Research activities of this group focus on the combination of radiation (X-ray, UV-A, visible light, ultrasound) with radio-/photo-/sono-sensitisers and/or nanoparticles to develop diagnostic and therapeutic (nano)technologies. For example, photodynamic therapy (PDT) of cancer is a two-step therapeutic technology in which the topical or systemic delivery of a tumour-localising photosensitiser is followed by irradiation with visible light. The light-absorbed photosensitiser then transfers the light energy to molecular oxygen, generating reactive oxygen species that kill tumour cells. The absorbed energy of the photosensitiser can also be released via fluorescence, which can be utilised for the photodetection (PD) of tumour. 

Research projects

Three major ongoing research projects:

1. 5-Aminolevulinic Acid-based Photopheresis   

This project uses the PDT principle to develop a technology to photodeplete highly proliferative/activated T cells that are involved in malignant and non-malignant diseases. 
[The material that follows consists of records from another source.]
//! Middleware for logging requests and responses.

use axum::{extract::Request, http::header::CONTENT_TYPE, middleware::Next, response::Response};

/// The maximum number of body bytes to log at the `info` level.
pub const LOG_BODY_LENGTH_LIMIT: usize = 64;

/// Log the request and response for each request.
///
/// Both the request and response are logged at the `info` level.
/// If the response body is longer than [LOG_BODY_LENGTH_LIMIT] bytes, it is
/// truncated and logged at the `debug` level.
///
/// Password fields in form submissions are redacted before logging.
pub async fn logging_middleware(request: Request, next: Next) -> Response {
    let (headers, body_text) = extract_header_and_body_text_from_request(request).await;

    if headers.method.eq(&axum::http::Method::POST)
        && headers.headers.get(CONTENT_TYPE)
            == Some(&"application/x-www-form-urlencoded".parse().unwrap())
    {
        let display_text = redact_form_field(&body_text, "password");
        let display_text = redact_form_field(&display_text, "confirm_password");
        log_request(&headers, &display_text);
    } else {
        log_request(&headers, &body_text);
    }

    let request = Request::from_parts(headers, body_text.into());
    let response = next.run(request).await;

    let (headers, body_text) = extract_header_and_body_text_from_response(response).await;
    log_response(&headers, &body_text);

    Response::from_parts(headers, body_text.into())
}

fn redact_form_field(form_text: &str, field_name: &str) -> String {
    let start = match form_text.find(&format!("{field_name}=")) {
        Some(field_position) => field_position,
        None => return form_text.to_string(),
    };

    let end = match form_text[start..].find('&') {
        Some(end) => start + end,
        None => form_text.len(),
    };

    let mut redacted = form_text.to_string();
    redacted.replace_range(start..end, &format!("{field_name}=********"));

    redacted
}

async fn extract_header_and_body_text_from_request(
    request: Request,
) -> (axum::http::request::Parts, String) {
    let (headers, body) = request.into_parts();
    let body_bytes = axum::body::to_bytes(body, usize::MAX).await.unwrap();

    (headers, String::from_utf8_lossy(&body_bytes).to_string())
}

async fn extract_header_and_body_text_from_response(
    response: Response,
) -> (axum::http::response::Parts, String) {
    let (headers, body) = response.into_parts();
    let body_bytes = axum::body::to_bytes(body, usize::MAX).await.unwrap();

    (headers, String::from_utf8_lossy(&body_bytes).to_string())
}

// The limit may fall in the middle of a multi-byte character, so back up to
// the nearest character boundary before slicing.
fn truncate_body(body: &str) -> &str {
    let mut end = LOG_BODY_LENGTH_LIMIT;

    while !body.is_char_boundary(end) {
        end -= 1;
    }

    &body[..end]
}

fn log_request(headers: &axum::http::request::Parts, body: &str) {
    if body.len() > LOG_BODY_LENGTH_LIMIT {
        tracing::info!("Received request: {headers:#?}\nbody: {:}...", truncate_body(body));
        tracing::debug!("Full request body: {body:?}");
    } else {
        tracing::info!("Received request: {headers:#?}\nbody: {body:?}");
    }
}

fn log_response(headers: &axum::http::response::Parts, body: &str) {
    if body.len() > LOG_BODY_LENGTH_LIMIT {
        tracing::info!("Sending response: {headers:#?}\nbody: {:}...", truncate_body(body));
        tracing::debug!("Full response body: {body:?}");
    } else {
        tracing::info!("Sending response: {headers:#?}\nbody: {body:?}");
    }
}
 2. Sonoactivable Nanotheragnostics for Cancer Treatment 

This EU project aimed at developing liquid-cored stable nanoemulsions (NEs) of perfluorocarbon suitable for tumor imaging and controlled therapy. These NEs were optimized with a fluorinated surfactant ensuring their water solubility and stability. Thanks to their fluorinated core the NEs can be detected by 19F MRI or by echography after vaporization. The core/shell of the NEs can also be loaded with a sono/photo-sensitizer (eg. PpIX) to induce ultrasound- or light-mediated tumor damage.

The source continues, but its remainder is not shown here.